PROBLEM STATEMENT » Records follow. Pull out every line that contains "Result".

SUPPLIED MATERIAL »
use indicatif::{ProgressBar, ProgressStyle};
use reqwest::Client;
use std::path::{Path, PathBuf};
use tokio::fs as async_fs;
use tokio::io::AsyncWriteExt;
use tracing::info;

use crate::error::{Result, SubburnError};

const MODEL_BASE_URL: &str = "https://huggingface.co/ggerganov/whisper.cpp/resolve/main";

/// whisper.cpp model names and approximate download sizes
const KNOWN_MODELS: &[(&str, f64)] = &[
    ("tiny", 75.0),
    ("tiny.en", 75.0),
    ("base", 142.0),
    ("base.en", 142.0),
    ("small", 466.0),
    ("small.en", 466.0),
    ("medium", 1500.0),
    ("medium.en", 1500.0),
    ("large-v3", 2900.0),
];

#[derive(Debug, Clone, PartialEq)]
pub struct ModelInfo {
    pub name: String,
    pub filename: String,
    pub url: String,
    pub size_mb: f64,
}

/// Map a model name to a local file; names containing a path or `.bin` are used as given.
pub fn resolve_model_path(models_dir: &Path, model: &str) -> PathBuf {
    if model.contains('/') || model.contains('\\') || model.ends_with(".bin") {
        return PathBuf::from(model);
    }
    models_dir.join(format!("ggml-{}.bin", model))
}

/// Downloads whisper.cpp models into the application data directory
pub struct SetupManager {
    client: Client,
    models_dir: PathBuf,
}

impl SetupManager {
    pub fn new(data_dir: &Path) -> Result<Self> {
        let models_dir = data_dir.join("models");
        std::fs::create_dir_all(&models_dir)?;

        let client = Client::builder()
            .user_agent(concat!("subburn/", env!("CARGO_PKG_VERSION")))
            .build()?;

        Ok(Self { client, models_dir })
    }

    pub fn models_dir(&self) -> &Path {
        &self.models_dir
    }

    pub fn available_models(&self) -> Vec<ModelInfo> {
        KNOWN_MODELS
            .iter()
            .map(|(name, size_mb)| {
                let filename = format!("ggml-{}.bin", name);
                ModelInfo {
                    name: name.to_string(),
                    url: format!("{}/{}", MODEL_BASE_URL, filename),
                    filename,
                    size_mb: *size_mb,
                }
            })
            .collect()
    }

    pub fn find_model(&self, name: &str) -> Result<ModelInfo> {
        self.available_models()
            .into_iter()
            .find(|m| m.name == name)
            .ok_or_else(|| SubburnError::Config(format!("Unknown whisper model '{}'", name)))
    }

    pub fn is_downloaded(&self, model: &ModelInfo) -> bool {
        self.models_dir.join(&model.filename).exists()
    }

    /// Fetch a model unless it is already present; returns its local path
    pub async fn download_model(&self, model: &ModelInfo) -> Result<PathBuf> {
        let local_path = self.models_dir.join(&model.filename);

        if local_path.exists() {
            info!("Model {} already exists at {}", model.name, local_path.display());
            return Ok(local_path);
        }

        info!("Downloading {} model (~{:.0} MB)...", model.name, model.size_mb);

        let mut response = self.client.get(&model.url).send().await?;
        if !response.status().is_success() {
            return Err(SubburnError::Config(format!(
                "Failed to download model {}: HTTP {}",
                model.name,
                response.status()
            )));
        }

        let total = response
            .content_length()
            .unwrap_or((model.size_mb * 1_000_000.0) as u64);
        let pb = ProgressBar::new(total);
        pb.set_style(
            ProgressStyle::default_bar()
                .template("{spinner:.green} [{elapsed_precise}] [{bar:40.cyan/blue}] {bytes}/{total_bytes} ({eta})")
                .map_err(|e| SubburnError::Config(format!("Invalid progress template: {}", e)))?
                .progress_chars("#>-"),
        );

        // Stream into a temp file so an interrupted download never looks complete
        let temp_path = local_path.with_extension("part");
        let mut file = async_fs::File::create(&temp_path).await?;
        while let Some(chunk) = response.chunk().await? {
            file.write_all(&chunk).await?;
            pb.inc(chunk.len() as u64);
        }
        file.flush().await?;
        drop(file);

        async_fs::rename(&temp_path, &local_path).await?;

        pb.finish_with_message(format!("Downloaded {}", model.name));
        info!("Successfully downloaded {} to {}", model.name, local_path.display());

        Ok(local_path)
    }
}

ANSWER SECTION »
use crate::error::{Result, SubburnError};
    pub fn new(data_dir: &Path) -> Result<Self> {
    pub fn find_model(&self, name: &str) -> Result<ModelInfo> {
    pub async fn download_model(&self, model: &ModelInfo) -> Result<PathBuf> {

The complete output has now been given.